Nonetheless, with so few housing transactions, the scant data is open to interpretation. Russell Galley, Managing Director, Halifax, said: “With market activity currently almost at a complete standstill, the limited number of transactions available means that calculating average house prices has inevitably become more challenging. This will lead to a great deal of volatility until more data becomes available.

“It will not be until after lockdown restrictions are eased that we will get a sense of the new temporary normal conditions for the housing market. Social distancing raises new challenges for home viewings and valuations and this will require the industry to adapt to build and maintain consumer confidence.

“More immediately, we are likely to see some considerable movement in activity levels as buyers and sellers seek to kick-start previously agreed transactions which are likely to have stalled or been delayed.

“The future remains uncertain and based on our current forecasting we expect short term headwinds to house prices, although we maintain our underlying confidence in the health of the housing market in the longer term.”

However, the longer-term outlook is also fraught with difficulty, with government advisers solemnly predicting that social distancing could become a new normal.

Paresh Raja, CEO of Market Financial Solutions, said: “In my opinion, this short-term fall in house price growth is likely to open new opportunities. Given the drop has been nowhere near as bad as initially predicted, buying a property now could result in notable price growth once COVID-19 has passed and the market recovers. After all, history has shown that the property market is able to bounce back quickly from crises.

“The challenge for buyers, however, is finding lenders who are still receiving new loan applications and have the resources to undertake on site valuations. As a result, I’d expect to see a general increase in the number of buyers looking beyond high street banks to specialist lenders for loans during this pandemic.”

Indeed, mortgage approvals have fallen sharply in March. Bank of England figures show that the number of mortgages approved to finance house purchases were 56,161 in March 2020 – this represents a 24% month-on-month fall from February, following four consecutive rises. After so few listings, stock will also be an issue when buyers return to the market.

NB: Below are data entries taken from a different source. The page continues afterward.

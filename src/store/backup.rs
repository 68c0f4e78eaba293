use crate::character::PlayerCharacter;
use crate::errors::{PersistenceError, PersistenceResult};
use std::collections::HashMap;
use std::fs;
use std::path::PathBuf;
use std::sync::Mutex;

/// Full character snapshots kept for manual recovery after a permanent death.
pub trait BackupStore: Send + Sync {
    fn save(&self, character: &PlayerCharacter) -> PersistenceResult<()>;
    fn load(&self, character_id: &str) -> PersistenceResult<Option<PlayerCharacter>>;
}

#[derive(Debug, Default)]
pub struct InMemoryBackupStore {
    snapshots: Mutex<HashMap<String, PlayerCharacter>>,
}

impl InMemoryBackupStore {
    pub fn new() -> Self {
        Self::default()
    }
}

impl BackupStore for InMemoryBackupStore {
    fn save(&self, character: &PlayerCharacter) -> PersistenceResult<()> {
        self.snapshots
            .lock()
            .map_err(|e| PersistenceError::Poisoned(e.to_string()))?
            .insert(character.id.clone(), character.clone());
        Ok(())
    }

    fn load(&self, character_id: &str) -> PersistenceResult<Option<PlayerCharacter>> {
        Ok(self
            .snapshots
            .lock()
            .map_err(|e| PersistenceError::Poisoned(e.to_string()))?
            .get(character_id)
            .cloned())
    }
}

/// One postcard-encoded file per character: `<dir>/<id>.bin`.
#[derive(Debug, Clone)]
pub struct PostcardBackupStore {
    dir: PathBuf,
}

impl PostcardBackupStore {
    pub fn new(dir: impl Into<PathBuf>) -> Self {
        Self { dir: dir.into() }
    }

    fn path_for(&self, character_id: &str) -> PathBuf {
        let safe: String = character_id
            .chars()
            .map(|c| if c.is_ascii_alphanumeric() || c == '-' || c == '_' { c } else { '_' })
            .collect();
        self.dir.join(format!("{}.bin", safe))
    }
}

impl BackupStore for PostcardBackupStore {
    fn save(&self, character: &PlayerCharacter) -> PersistenceResult<()> {
        fs::create_dir_all(&self.dir).map_err(|e| PersistenceError::io(&self.dir, e))?;
        let bytes = postcard::to_allocvec(character)?;
        let path = self.path_for(&character.id);
        fs::write(&path, bytes).map_err(|e| PersistenceError::io(&path, e))?;
        Ok(())
    }

    fn load(&self, character_id: &str) -> PersistenceResult<Option<PlayerCharacter>> {
        let path = self.path_for(character_id);
        if !path.exists() {
            return Ok(None);
        }
        let bytes = fs::read(&path).map_err(|e| PersistenceError::io(&path, e))?;
        Ok(Some(postcard::from_bytes(&bytes)?))
    }
}

#[cfg(test)]
mod tests {
    use super::*;
    use crate::combat::tests::common::sample_character;
    use pretty_assertions::assert_eq;

    #[test]
    fn test_postcard_backup_round_trip() {
        let dir = tempfile::tempdir().expect("tempdir");
        let store = PostcardBackupStore::new(dir.path().join("backups"));
        let character = sample_character("12", "Tamsin");

        assert_eq!(store.load("12").expect("read"), None);
        store.save(&character).expect("save");
        assert_eq!(store.load("12").expect("read"), Some(character));
    }
}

Founder and Managing Director of Sourced Capital, Stephen Moss, said: “Potential plans to relax lockdown restrictions could bring a welcome boost to the UK market but while an increase in operational activity may help to an extent, the more extensive damage will be on stock entering the market and the demand for this stock.

“This impact will be fuelled more by fear than finance and it may take many months yet before buyers and sellers feel it is ‘safe’ to return to the fray. However, there remains an appetite from buyers with many still taking to the internet to window shop and once these shops reopen physically, we should see enough activity to tide things over until the end of the year.”

With many housebuilders and agents reporting surges in their website traffic, it’s doubtless demand has not been quashed by the lockdown. While buyers are being cautious, they have also had their hands tied with severe social distancing measures. Only once these are eased will we have a clear picture of the property market.

Founder and CEO of GetAgent.co.uk, Colby Short, said: “We know that the number of homes reaching the market has plummeted in the wake of the current pandemic and this, of course, has serious implications on the housing market in terms of transactional volume and prices.

“However, it’s important to remember that this isn’t driven purely by apprehensive sellers as many agents are simply unable to carry out their day to day work to actually market these properties. As restrictions ease, and the financial furlough precautions many have taken are reversed, a heightened level of activity should, at least, bring some positive movement.

 

“Yes, this may be muted to begin with, but with the market all but ground to a halt, any progress is a positive.”